Record set -
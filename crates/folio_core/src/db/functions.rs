//! Scalar SQL functions registered on every Folio connection.
//!
//! SQLite's built-in `LIKE`/`lower()` only fold ASCII, so substring filters
//! go through `folio_contains(haystack, needle)` which folds with Rust's
//! Unicode-aware lowercase.

use rusqlite::functions::FunctionFlags;
use rusqlite::Connection;

pub(crate) const CONTAINS_FN_NAME: &str = "folio_contains";

/// Returns whether `needle` occurs in `haystack`, ignoring case.
///
/// An empty needle matches everything.
pub fn contains_case_insensitive(haystack: &str, needle: &str) -> bool {
    if needle.is_empty() {
        return true;
    }
    haystack.to_lowercase().contains(&needle.to_lowercase())
}

pub(crate) fn register_functions(conn: &Connection) -> rusqlite::Result<()> {
    conn.create_scalar_function(
        CONTAINS_FN_NAME,
        2,
        FunctionFlags::SQLITE_UTF8 | FunctionFlags::SQLITE_DETERMINISTIC,
        |ctx| {
            let haystack = ctx.get::<Option<String>>(0)?;
            let needle = ctx.get::<Option<String>>(1)?;
            Ok(match (haystack, needle) {
                (Some(haystack), Some(needle)) => contains_case_insensitive(&haystack, &needle),
                _ => false,
            })
        },
    )
}
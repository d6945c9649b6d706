//! Document repository contracts and SQLite implementation.
//!
//! # Responsibility
//! - Read current document content by project or document id.
//! - Apply content writes together with their pre-image snapshot.
//! - Owner-scoped substring search over content.
//!
//! # Invariants
//! - `write_content` reads the current content inside the same `IMMEDIATE`
//!   transaction that appends the snapshot and swaps the content.
//! - Equal content leaves every row untouched.
//! - `last_modified` strictly increases on every real change.

use crate::error::EntityKind;
use crate::model::document::{Document, DocumentId, HistoryEntry};
use crate::model::now_epoch_ms;
use crate::model::project::ProjectId;
use crate::model::user::UserId;
use crate::repo::history_repo::{HistoryRepository, SqliteHistoryRepository};
use crate::repo::{begin_write, parse_uuid, RepoError, RepoResult};
use rusqlite::{params, Connection, OptionalExtension, Row};
use serde::Serialize;
use uuid::Uuid;

const DOCUMENT_SELECT_SQL: &str = "SELECT id, project_id, content, last_modified FROM documents";
const PREVIEW_MAX_CHARS: usize = 100;

/// Result of a conditional content write.
#[derive(Debug, Clone, PartialEq, Eq)]
pub enum ContentWrite {
    /// New content matched current content; nothing was written.
    Unchanged(Document),
    /// Content replaced; `snapshot` holds the pre-update content.
    Changed {
        document: Document,
        snapshot: HistoryEntry,
    },
}

/// Search read model for one matching document.
#[derive(Debug, Clone, PartialEq, Eq, Serialize)]
pub struct DocumentMatch {
    pub document_id: DocumentId,
    pub project_id: ProjectId,
    pub project_title: String,
    /// First characters of content with whitespace collapsed.
    pub preview: String,
    pub last_modified: i64,
}

/// Repository interface for document content.
pub trait DocumentRepository {
    /// Loads the document that belongs to `project_id`.
    fn get_by_project(&self, project_id: ProjectId) -> RepoResult<Option<Document>>;
    /// Loads one document by id.
    fn get_document(&self, id: DocumentId) -> RepoResult<Option<Document>>;
    /// Inserts a document for a project that lacks one, or returns the
    /// existing one untouched.
    fn ensure_document(&self, project_id: ProjectId, placeholder: &str) -> RepoResult<Document>;
    /// Compares and, if different, snapshots then replaces content atomically.
    fn write_content(&self, id: DocumentId, new_content: &str) -> RepoResult<ContentWrite>;
    /// Owner-scoped case-insensitive substring search over content; every
    /// match is returned.
    fn search_content(&self, owner_id: UserId, needle: &str) -> RepoResult<Vec<DocumentMatch>>;
}

/// SQLite-backed document repository.
pub struct SqliteDocumentRepository<'conn> {
    conn: &'conn Connection,
}

impl<'conn> SqliteDocumentRepository<'conn> {
    pub fn new(conn: &'conn Connection) -> Self {
        Self { conn }
    }
}

impl DocumentRepository for SqliteDocumentRepository<'_> {
    fn get_by_project(&self, project_id: ProjectId) -> RepoResult<Option<Document>> {
        find_document(self.conn, "project_id", &project_id.to_string())
    }

    fn get_document(&self, id: DocumentId) -> RepoResult<Option<Document>> {
        find_document(self.conn, "id", &id.to_string())
    }

    fn ensure_document(&self, project_id: ProjectId, placeholder: &str) -> RepoResult<Document> {
        let tx = begin_write(self.conn)?;
        tx.execute(
            "INSERT OR IGNORE INTO documents (id, project_id, content, last_modified)
             VALUES (?1, ?2, ?3, ?4);",
            params![
                Uuid::new_v4().to_string(),
                project_id.to_string(),
                placeholder,
                now_epoch_ms(),
            ],
        )
        .map_err(|err| {
            // The project vanished between the caller's check and this insert.
            if let rusqlite::Error::SqliteFailure(failure, _) = &err {
                if failure.extended_code == rusqlite::ffi::SQLITE_CONSTRAINT_FOREIGNKEY {
                    return RepoError::not_found(EntityKind::Project, project_id);
                }
            }
            RepoError::from(err)
        })?;
        let document = find_document(&tx, "project_id", &project_id.to_string())?
            .ok_or_else(|| RepoError::not_found(EntityKind::Project, project_id))?;
        tx.commit()?;
        Ok(document)
    }

    fn write_content(&self, id: DocumentId, new_content: &str) -> RepoResult<ContentWrite> {
        let tx = begin_write(self.conn)?;
        let current = find_document(&tx, "id", &id.to_string())?
            .ok_or_else(|| RepoError::not_found(EntityKind::Document, id))?;

        if current.content.as_bytes() == new_content.as_bytes() {
            // Dropping the transaction rolls back; nothing was written anyway.
            return Ok(ContentWrite::Unchanged(current));
        }

        let snapshot = SqliteHistoryRepository::new(&tx).append(id, &current.content)?;
        let last_modified = now_epoch_ms().max(current.last_modified + 1);
        tx.execute(
            "UPDATE documents SET content = ?2, last_modified = ?3 WHERE id = ?1;",
            params![id.to_string(), new_content, last_modified],
        )?;
        tx.commit()?;

        Ok(ContentWrite::Changed {
            document: Document {
                content: new_content.to_string(),
                last_modified,
                ..current
            },
            snapshot,
        })
    }

    fn search_content(&self, owner_id: UserId, needle: &str) -> RepoResult<Vec<DocumentMatch>> {
        let mut stmt = self.conn.prepare(
            "SELECT
                d.id AS id,
                d.project_id AS project_id,
                d.content AS content,
                d.last_modified AS last_modified,
                p.title AS title
             FROM documents d
             INNER JOIN projects p ON p.id = d.project_id
             WHERE p.owner_id = ?1
               AND folio_contains(d.content, ?2)
             ORDER BY d.last_modified DESC, d.id ASC;",
        )?;
        let mut rows = stmt.query(params![owner_id.to_string(), needle])?;

        let mut matches = Vec::new();
        while let Some(row) = rows.next()? {
            let id_text: String = row.get("id")?;
            let project_text: String = row.get("project_id")?;
            let content: String = row.get("content")?;
            matches.push(DocumentMatch {
                document_id: parse_uuid(&id_text, "documents.id")?,
                project_id: parse_uuid(&project_text, "documents.project_id")?,
                project_title: row.get("title")?,
                preview: content_preview(&content),
                last_modified: row.get("last_modified")?,
            });
        }
        Ok(matches)
    }
}

fn find_document(conn: &Connection, column: &str, value: &str) -> RepoResult<Option<Document>> {
    conn.query_row(
        &format!("{DOCUMENT_SELECT_SQL} WHERE {column} = ?1;"),
        [value],
        |row| Ok(parse_document_row(row)),
    )
    .optional()?
    .transpose()
}

fn parse_document_row(row: &Row<'_>) -> RepoResult<Document> {
    let id_text: String = row.get("id")?;
    let project_text: String = row.get("project_id")?;
    Ok(Document {
        id: parse_uuid(&id_text, "documents.id")?,
        project_id: parse_uuid(&project_text, "documents.project_id")?,
        content: row.get("content")?,
        last_modified: row.get("last_modified")?,
    })
}

/// Collapses whitespace and keeps the first 100 chars.
pub fn content_preview(content: &str) -> String {
    content
        .split_whitespace()
        .collect::<Vec<_>>()
        .join(" ")
        .chars()
        .take(PREVIEW_MAX_CHARS)
        .collect()
}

Task details - Looking at the entries above, can you reproduce exactly the lines from the one that holds "placeholder: &str) -> RepoResult<Document>;" through the one that holds "pub struct SqliteDocumentRepository<'conn>", and only those?

Finished exercise -
    fn ensure_document(&self, project_id: ProjectId, placeholder: &str) -> RepoResult<Document>;
    /// Compares and, if different, snapshots then replaces content atomically.
    fn write_content(&self, id: DocumentId, new_content: &str) -> RepoResult<ContentWrite>;
    /// Owner-scoped case-insensitive substring search over content; every
    /// match is returned.
    fn search_content(&self, owner_id: UserId, needle: &str) -> RepoResult<Vec<DocumentMatch>>;
}

/// SQLite-backed document repository.
pub struct SqliteDocumentRepository<'conn> {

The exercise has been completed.